The other night it was -33C.
There was a very thick, heavy fog hanging in the air, weighing everything down.
The roads – icy and hectic at the best of times – were bedlam. Traffic was banked up for blocks in both directions. Exhaust clouds from the stationary cars worsening the already limited visibility.
Cars were detouring the wrong way up streets to avoid the gridlock… bouncing along footpaths and trying to dodge frozen pedestrians. It was every man for himself.
Inching along the road in a taxi it felt like we were stuck in a slow motion horserace, competitors only moving forward every minute or so.

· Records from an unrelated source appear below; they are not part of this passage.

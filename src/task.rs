//! Task handles, the action contract and the per-task execution context.

use std::sync::Arc;
use std::sync::atomic::{AtomicUsize, Ordering};

use camino::Utf8PathBuf;
use petgraph::graph::NodeIndex;

use crate::Mode;
use crate::cache::FingerprintCache;
use crate::config::RunConfig;
use crate::gate::GateSet;
use crate::report::{Reporter, Severity};

/// What a task action hands back on success: the output paths it wrote.
/// The watch subsystem forwards these to the live client after a
/// successful rebuild.
pub type ActionResult = anyhow::Result<Vec<Utf8PathBuf>>;

/// An opaque unit of build work — a template renderer, a stylesheet
/// compiler, a linter, a publisher. The engine decides when it runs; the
/// action reports per-input diagnostics through the [`TaskContext`] and
/// signals overall success or failure through its return value.
pub trait Action: Send + Sync {
    fn run(&self, ctx: &TaskContext) -> ActionResult;
}

impl<F> Action for F
where
    F: Fn(&TaskContext) -> ActionResult + Send + Sync,
{
    fn run(&self, ctx: &TaskContext) -> ActionResult {
        self(ctx)
    }
}

/// A type-safe reference to a task in the build graph.
///
/// A `TaskId` is a lightweight, copyable token handed out at registration
/// time. Dependencies and watch bindings are declared in terms of these
/// tokens, so a task that was never registered cannot be named at all.
#[derive(Debug, Clone, Copy, PartialEq, Eq, Hash)]
pub struct TaskId(pub(crate) NodeIndex);

impl TaskId {
    /// Returns the underlying `NodeIndex` of the task in the graph.
    pub fn index(&self) -> NodeIndex {
        self.0
    }
}

/// Declarative description of a task, consumed by
/// [`Registry::register`](crate::Registry::register).
pub struct TaskSpec {
    pub(crate) name: Box<str>,
    pub(crate) action: Arc<dyn Action>,
    pub(crate) deps: Vec<TaskId>,
    pub(crate) group: Option<Box<str>>,
    pub(crate) guards: Option<Box<str>>,
    pub(crate) requires: Option<Box<str>>,
}

impl TaskSpec {
    pub fn new(name: impl Into<Box<str>>, action: impl Action + 'static) -> Self {
        Self::from_arc(name, Arc::new(action))
    }

    pub fn from_arc(name: impl Into<Box<str>>, action: Arc<dyn Action>) -> Self {
        Self {
            name: name.into(),
            action,
            deps: Vec::new(),
            group: None,
            guards: None,
            requires: None,
        }
    }

    /// Declare hard dependencies: tasks which must have reached a
    /// terminal state before this one starts, and which are pulled into
    /// every run that targets this task.
    pub fn after(mut self, deps: impl IntoIterator<Item = TaskId>) -> Self {
        self.deps.extend(deps);
        self
    }

    /// Tag this task as a member of a named parallel group. Members run
    /// concurrently with their siblings, and the group as a whole is one
    /// step of the outer sequential order.
    pub fn group(mut self, name: impl Into<Box<str>>) -> Self {
        self.group = Some(name.into());
        self
    }

    /// This task guards a validity unit: the unit is reopened before the
    /// action runs and closed again if the action fails or reports any
    /// error.
    pub fn guards(mut self, unit: impl Into<Box<str>>) -> Self {
        self.guards = Some(unit.into());
        self
    }

    /// This task's action is skipped entirely — no work, no records —
    /// while the named unit's gate is closed.
    pub fn requires(mut self, unit: impl Into<Box<str>>) -> Self {
        self.requires = Some(unit.into());
        self
    }
}

/// Everything a task action may touch during one run, passed in
/// explicitly so concurrent runs (and tests) never share hidden state.
pub struct TaskContext<'run> {
    /// Whether this run is a one-shot build or a watch-triggered rebuild.
    pub mode: Mode,
    /// The immutable run configuration resolved once per invocation.
    pub config: &'run RunConfig,
    pub cache: &'run FingerprintCache,
    pub gates: &'run GateSet,
    source: &'run str,
    reporter: &'run Reporter,
    local_errors: AtomicUsize,
}

impl<'run> TaskContext<'run> {
    pub(crate) fn new(
        mode: Mode,
        config: &'run RunConfig,
        cache: &'run FingerprintCache,
        gates: &'run GateSet,
        reporter: &'run Reporter,
        source: &'run str,
    ) -> Self {
        Self {
            mode,
            config,
            cache,
            gates,
            source,
            reporter,
            local_errors: AtomicUsize::new(0),
        }
    }

    /// The name of the task this context belongs to.
    pub fn source(&self) -> &str {
        self.source
    }

    pub fn error(&self, message: impl Into<String>) {
        self.report(Severity::Error, message.into(), None);
    }

    pub fn error_with(&self, message: impl Into<String>, detail: impl Into<String>) {
        self.report(Severity::Error, message.into(), Some(detail.into()));
    }

    pub fn warning(&self, message: impl Into<String>) {
        self.report(Severity::Warning, message.into(), None);
    }

    pub fn warning_with(&self, message: impl Into<String>, detail: impl Into<String>) {
        self.report(Severity::Warning, message.into(), Some(detail.into()));
    }

    /// Whether any task in the current run has recorded an error so far.
    pub fn run_has_failures(&self) -> bool {
        self.reporter.has_failures()
    }

    /// Errors recorded through this context alone, used for gate
    /// decisions after a guard finishes.
    pub(crate) fn local_errors(&self) -> usize {
        self.local_errors.load(Ordering::Relaxed)
    }

    fn report(&self, severity: Severity, message: String, detail: Option<String>) {
        if severity == Severity::Error {
            self.local_errors.fetch_add(1, Ordering::Relaxed);
        }
        self.reporter.record(severity, self.source, message, detail);
    }
}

Our car would inch forward. The one next door inched forward a bit further.
Then, as suddenly as slow motion will allow, “HONK, HONK! Someone’s coming up from behind. Look out! Don’t let him get past us! Bastard! Toot your horn! Flash your lights!”
It was just like a midwinter Naadam, on tarmac.
There were many competitors, all jostling for the lead. There was chaos. There was anarchy. There were clouds of steam belching from the cars like the hot, heavy breath of horses. And there were Mongolians yelling – unpronounceable and possibly unrepeatable – things to one another.
Yes, it was just like a Naadam.
(*Naadam = Traditional Mongolian festival held in summer, featuring the three manly sports of horseriding, archery and wrestling.)